INSTRUCTIONS FOR THE TASK | What is needed is a single figure: how many lines of the records below contain the word "monitag".

EXTRACTED MATERIAL |
//! Builds the reply text for one tx.

use crate::prelude::*;
use crate::templates::{Category, Templates};
use rand::Rng;
use std::time::{SystemTime, UNIX_EPOCH};

/// Linked from replies when the tx hash points at a real explorer entry.
const EXPLORER_URL: &str = "https://explore.tempo.xyz";

/// Placeholder hashes written by the transfer pipeline when a tx never
/// reached the chain. No explorer link for those.
const NO_EXPLORER_PREFIXES: &[&str] = &["skip_", "failed_"];

/// Builds the reply for one tx: a template base plus amount, recipient tag
/// and explorer link when known, plus a short suffix which makes every
/// reply unique.
///
/// Never fails. A tx with malformed data degrades to an error-pool
/// template so the cycle still has something to post.
pub fn compose<R: Rng>(
    templates: &mut Templates<R>,
    now_ms: u64,
    tx: &Tx,
) -> String {
    match try_compose(templates, now_ms, tx) {
        Ok(reply) => reply,
        Err(err) => {
            warn!("Reply generation for tx {} failed: {}", tx.id, err);
            templates.select(Category::Error)
        }
    }
}

fn try_compose<R: Rng>(
    templates: &mut Templates<R>,
    now_ms: u64,
    tx: &Tx,
) -> Result<String> {
    let mut reply = templates.select(Category::of_tx_kind(&tx.kind));

    if let Some(amount) = &tx.amount {
        let amount: f64 = amount
            .parse()
            .with_context(|| format!("Malformed amount '{}'", amount))?;
        reply.push_str(&format!(" (${:.2} αUSD)", amount));
    }

    if let Some(tag) = &tx.recipient_pay_tag {
        reply.push_str(&format!(". monitag: {}", tag));
    }

    match &tx.tx_hash {
        Some(hash) if has_explorer_entry(hash) => {
            reply.push_str(&format!("\n🔗 {}/tx/{}", EXPLORER_URL, hash));
        }
        _ => (),
    }

    // the posting API rejects duplicate posts, the suffix keeps repeated
    // templates byte-distinct
    reply.push_str(&format!(" ⚡{}", uniqueness_suffix(now_ms)));

    Ok(reply)
}

pub fn epoch_millis() -> u64 {
    SystemTime::now()
        .duration_since(UNIX_EPOCH)
        .map(|elapsed| elapsed.as_millis() as u64)
        .unwrap_or_default()
}

fn has_explorer_entry(hash: &str) -> bool {
    !NO_EXPLORER_PREFIXES
        .iter()
        .any(|prefix| hash.starts_with(prefix))
}

/// Last four base-36 digits of the millisecond clock.
fn uniqueness_suffix(now_ms: u64) -> String {
    const DIGITS: &[u8] = b"0123456789abcdefghijklmnopqrstuvwxyz";

    let mut n = now_ms;
    let mut encoded = Vec::new();
    loop {
        encoded.push(DIGITS[(n % 36) as usize]);
        n /= 36;
        if n == 0 {
            break;
        }
    }
    encoded.reverse();

    let tail = encoded.len().saturating_sub(4);
    encoded[tail..].iter().map(|b| *b as char).collect()
}

#[cfg(test)]
mod tests {
    use super::*;
    use crate::templates::{ERROR_TEMPLATES, GRANT_TEMPLATES, P2P_TEMPLATES};
    use rand::rngs::SmallRng;
    use rand::SeedableRng;

    const NOW_MS: u64 = 1_660_000_000_000;

    fn templates() -> Templates<SmallRng> {
        Templates::new(SmallRng::seed_from_u64(7))
    }

    fn p2p_tx() -> Tx {
        Tx {
            id: 1,
            kind: "p2p".to_string(),
            ..Default::default()
        }
    }

    #[test]
    fn it_formats_the_amount_with_two_decimals() {
        let mut tx = p2p_tx();
        tx.amount = Some("12.5".to_string());

        let reply = compose(&mut templates(), NOW_MS, &tx);

        assert!(reply.contains("($12.50 αUSD)"), "got: {}", reply);
    }

    #[test]
    fn it_links_the_explorer_for_real_hashes() {
        let mut tx = p2p_tx();
        tx.tx_hash = Some("0xdeadbeef".to_string());

        let reply = compose(&mut templates(), NOW_MS, &tx);

        assert!(
            reply.contains("\n🔗 https://explore.tempo.xyz/tx/0xdeadbeef"),
            "got: {}",
            reply
        );
    }

    #[test]
    fn it_skips_the_explorer_link_for_placeholder_hashes() {
        for hash in ["skip_abc", "failed_abc"] {
            let mut tx = p2p_tx();
            tx.tx_hash = Some(hash.to_string());

            let reply = compose(&mut templates(), NOW_MS, &tx);

            assert!(!reply.contains(EXPLORER_URL), "got: {}", reply);
        }
    }

    #[test]
    fn it_appends_the_recipient_tag() {
        let mut tx = p2p_tx();
        tx.recipient_pay_tag = Some("@alice".to_string());

        let reply = compose(&mut templates(), NOW_MS, &tx);

        assert!(reply.contains(". monitag: @alice"), "got: {}", reply);
    }

    #[test]
    fn it_degrades_to_an_error_template_on_a_malformed_amount() {
        let mut tx = p2p_tx();
        tx.amount = Some("around ten".to_string());

        let reply = compose(&mut templates(), NOW_MS, &tx);

        assert!(ERROR_TEMPLATES.contains(&reply.as_str()), "got: {}", reply);
    }

    #[test]
    fn it_draws_the_base_from_the_kind_pool() {
        let grant = Tx {
            kind: "grant".to_string(),
            ..p2p_tx()
        };
        let reply = compose(&mut templates(), NOW_MS, &grant);
        assert!(GRANT_TEMPLATES.iter().any(|t| reply.starts_with(t)));

        let reply = compose(&mut templates(), NOW_MS, &p2p_tx());
        assert!(P2P_TEMPLATES.iter().any(|t| reply.starts_with(t)));
    }

    #[test]
    fn it_encodes_the_uniqueness_suffix_in_base36() {
        assert_eq!(uniqueness_suffix(0), "0");
        assert_eq!(uniqueness_suffix(35), "z");
        assert_eq!(uniqueness_suffix(36), "10");
        // only the last four digits are kept
        assert_eq!(uniqueness_suffix(36_u64.pow(4)), "0000");
        assert_eq!(uniqueness_suffix(36_u64.pow(4) + 1), "0001");
    }

    #[test]
    fn it_makes_replies_unique_across_time() {
        let tx = p2p_tx();

        // same rng seed, so the same template base both times
        let first = compose(&mut templates(), NOW_MS, &tx);
        let second = compose(&mut templates(), NOW_MS + 1, &tx);

        assert_ne!(first, second);
    }
}
use std::sync::Arc;

use tokio::sync::broadcast;
use tokio::sync::broadcast::error::RecvError;
use tracing::{info, warn};

use crate::models::order::OrderStatus;
use crate::notify::{PushKind, send_if_token};
use crate::state::AppState;
use crate::store::OrderChange;

/// Consumes order change events and fans out transition notifications.
/// Runs until the change channel closes.
pub async fn run_status_watcher(
    state: Arc<AppState>,
    mut change_rx: broadcast::Receiver<OrderChange>,
) {
    info!("status watcher started");

    loop {
        match change_rx.recv().await {
            Ok(change) => handle_change(&state, &change).await,
            Err(RecvError::Lagged(skipped)) => {
                warn!(skipped, "status watcher lagged; change events dropped");
            }
            Err(RecvError::Closed) => {
                warn!("status watcher stopped: change channel closed");
                break;
            }
        }
    }
}

fn entered(change: &OrderChange, status: OrderStatus) -> bool {
    change.before.status != status && change.after.status == status
}

/// Inspects one before/after pair. Only three edges are actionable; any
/// other change, including a same-status update, is a no-op.
pub async fn handle_change(state: &AppState, change: &OrderChange) {
    let after = &change.after;
    let short_id = after.short_id();

    if entered(change, OrderStatus::Ready) {
        send_if_token(
            state,
            after.driver_fcm_token.as_ref(),
            "Order ready for pickup",
            format!(
                "The shop at {} has finished preparing, waiting for pickup",
                after.shop_address
            ),
            after.id,
            PushKind::StatusUpdate,
        )
        .await;
    }

    if entered(change, OrderStatus::Delivering) {
        let body = match after.estimated_delivery_time {
            Some(minutes) => {
                format!("The driver is on the way, arriving in about {minutes} minutes")
            }
            None => "The driver is on the way with your order".to_string(),
        };
        send_if_token(
            state,
            after.customer_fcm_token.as_ref(),
            "Your order is being delivered",
            body,
            after.id,
            PushKind::StatusUpdate,
        )
        .await;
    }

    if entered(change, OrderStatus::Delivered) {
        // Shop and customer notifications run concurrently; either failing
        // or skipping does not affect the other.
        tokio::join!(
            send_if_token(
                state,
                after.shop_fcm_token.as_ref(),
                "Delivery completed",
                format!("Order #{short_id} was delivered to the customer"),
                after.id,
                PushKind::StatusUpdate,
            ),
            send_if_token(
                state,
                after.customer_fcm_token.as_ref(),
                "Order received",
                "Thank you for ordering, please rate and review".to_string(),
                after.id,
                PushKind::StatusUpdate,
            ),
        );
    }
}
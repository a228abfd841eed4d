use std::env;

use crate::error::AppError;

#[derive(Debug, Clone)]
pub struct Config {
    pub http_port: u16,
    pub log_level: String,
    pub monitor_interval_secs: u64,
    pub event_buffer_size: usize,
}

impl Config {
    pub fn from_env() -> Result<Self, AppError> {
        let _ = dotenvy::dotenv();

        Ok(Self {
            http_port: parse_or_default("HTTP_PORT", 3000)?,
            log_level: env::var("LOG_LEVEL").unwrap_or_else(|_| "info".to_string()),
            monitor_interval_secs: parse_or_default("MONITOR_INTERVAL_SECS", 60)?,
            event_buffer_size: parse_or_default("EVENT_BUFFER_SIZE", 1024)?,
        })
    }
}

fn parse_or_default<T>(key: &str, default: T) -> Result<T, AppError>
where
    T: std::str::FromStr,
    T::Err: std::fmt::Display,
{
    match env::var(key) {
        Ok(raw) => raw
            .parse::<T>()
            .map_err(|err| AppError::Internal(format!("invalid {key}: {err}"))),
        Err(_) => Ok(default),
    }
}
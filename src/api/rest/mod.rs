pub mod delivery_time;
pub mod orders;
pub mod ws;

use std::sync::Arc;

use axum::Json;
use axum::Router;
use axum::extract::State;
use axum::http::StatusCode;
use axum::response::IntoResponse;
use axum::routing::get;
use serde::Serialize;
use tower_http::services::ServeDir;

use crate::models::order::OrderStatus;
use crate::state::AppState;

pub fn router(state: Arc<AppState>) -> Router {
    Router::new()
        .merge(orders::router())
        .merge(delivery_time::router())
        .route("/health", get(health))
        .route("/metrics", get(metrics))
        .route("/ws", get(ws::ws_handler))
        .with_state(state)
        .fallback_service(ServeDir::new("static"))
}

#[derive(Serialize)]
struct HealthResponse {
    status: &'static str,
    orders: usize,
    preparing: usize,
}

async fn health(State(state): State<Arc<AppState>>) -> Json<HealthResponse> {
    let preparing = state
        .store
        .all()
        .iter()
        .filter(|order| order.status == OrderStatus::Preparing)
        .count();

    Json(HealthResponse {
        status: "ok",
        orders: state.store.len(),
        preparing,
    })
}

async fn metrics(State(state): State<Arc<AppState>>) -> impl IntoResponse {
    match state.metrics.encode() {
        Ok(body) => (
            StatusCode::OK,
            [("content-type", "text/plain; version=0.0.4; charset=utf-8")],
            body,
        )
            .into_response(),
        Err(err) => (StatusCode::INTERNAL_SERVER_ERROR, err).into_response(),
    }
}
pub mod order;
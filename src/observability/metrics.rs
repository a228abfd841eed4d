use prometheus::{
    Encoder, Histogram, HistogramOpts, IntCounterVec, IntGauge, Opts, Registry, TextEncoder,
};

#[derive(Clone)]
pub struct Metrics {
    registry: Registry,
    pub notifications_total: IntCounterVec,
    pub sla_warnings_total: IntCounterVec,
    pub orders_preparing: IntGauge,
    pub sla_tick_duration_seconds: Histogram,
}

impl Metrics {
    pub fn new() -> Self {
        let registry = Registry::new();

        let notifications_total = IntCounterVec::new(
            Opts::new("notifications_total", "Push notifications by kind and outcome"),
            &["kind", "outcome"],
        )
        .expect("valid notifications_total metric");

        let sla_warnings_total = IntCounterVec::new(
            Opts::new("sla_warnings_total", "SLA warnings fired by threshold"),
            &["threshold"],
        )
        .expect("valid sla_warnings_total metric");

        let orders_preparing =
            IntGauge::new("orders_preparing", "Orders currently in preparing status")
                .expect("valid orders_preparing metric");

        let sla_tick_duration_seconds = Histogram::with_opts(HistogramOpts::new(
            "sla_tick_duration_seconds",
            "Duration of one SLA monitor tick in seconds",
        ))
        .expect("valid sla_tick_duration_seconds metric");

        registry
            .register(Box::new(notifications_total.clone()))
            .expect("register notifications_total");
        registry
            .register(Box::new(sla_warnings_total.clone()))
            .expect("register sla_warnings_total");
        registry
            .register(Box::new(orders_preparing.clone()))
            .expect("register orders_preparing");
        registry
            .register(Box::new(sla_tick_duration_seconds.clone()))
            .expect("register sla_tick_duration_seconds");

        Self {
            registry,
            notifications_total,
            sla_warnings_total,
            orders_preparing,
            sla_tick_duration_seconds,
        }
    }

    pub fn encode(&self) -> Result<String, String> {
        let metric_families = self.registry.gather();
        let mut buffer = Vec::new();

        TextEncoder::new()
            .encode(&metric_families, &mut buffer)
            .map_err(|err| format!("failed to encode metrics: {err}"))?;

        String::from_utf8(buffer).map_err(|err| format!("metrics are not valid utf8: {err}"))
    }
}
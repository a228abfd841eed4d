use std::sync::Arc;

use axum::extract::State;
use axum::extract::ws::{Message, WebSocket, WebSocketUpgrade};
use axum::response::IntoResponse;
use futures::SinkExt;
use futures::StreamExt;
use tracing::{info, warn};

use crate::state::AppState;

pub async fn ws_handler(
    ws: WebSocketUpgrade,
    State(state): State<Arc<AppState>>,
) -> impl IntoResponse {
    ws.on_upgrade(|socket| handle_socket(socket, state))
}

async fn handle_socket(socket: WebSocket, state: Arc<AppState>) {
    let (mut sender, mut receiver) = socket.split();
    let mut rx = state.notification_events_tx.subscribe();

    info!("websocket client connected");

    let send_task = tokio::spawn(async move {
        while let Ok(event) = rx.recv().await {
            let json = match serde_json::to_string(&event) {
                Ok(json) => json,
                Err(err) => {
                    warn!(error = %err, "failed to serialize notification event for ws");
                    continue;
                }
            };

            if sender.send(Message::Text(json.into())).await.is_err() {
                break;
            }
        }
    });

    let recv_task = tokio::spawn(async move {
        while let Some(Ok(_msg)) = receiver.next().await {}
    });

    tokio::select! {
        _ = send_task => {},
        _ = recv_task => {},
    }

    info!("websocket client disconnected");
}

SOLUTION FOR THIS PROBLEM | 2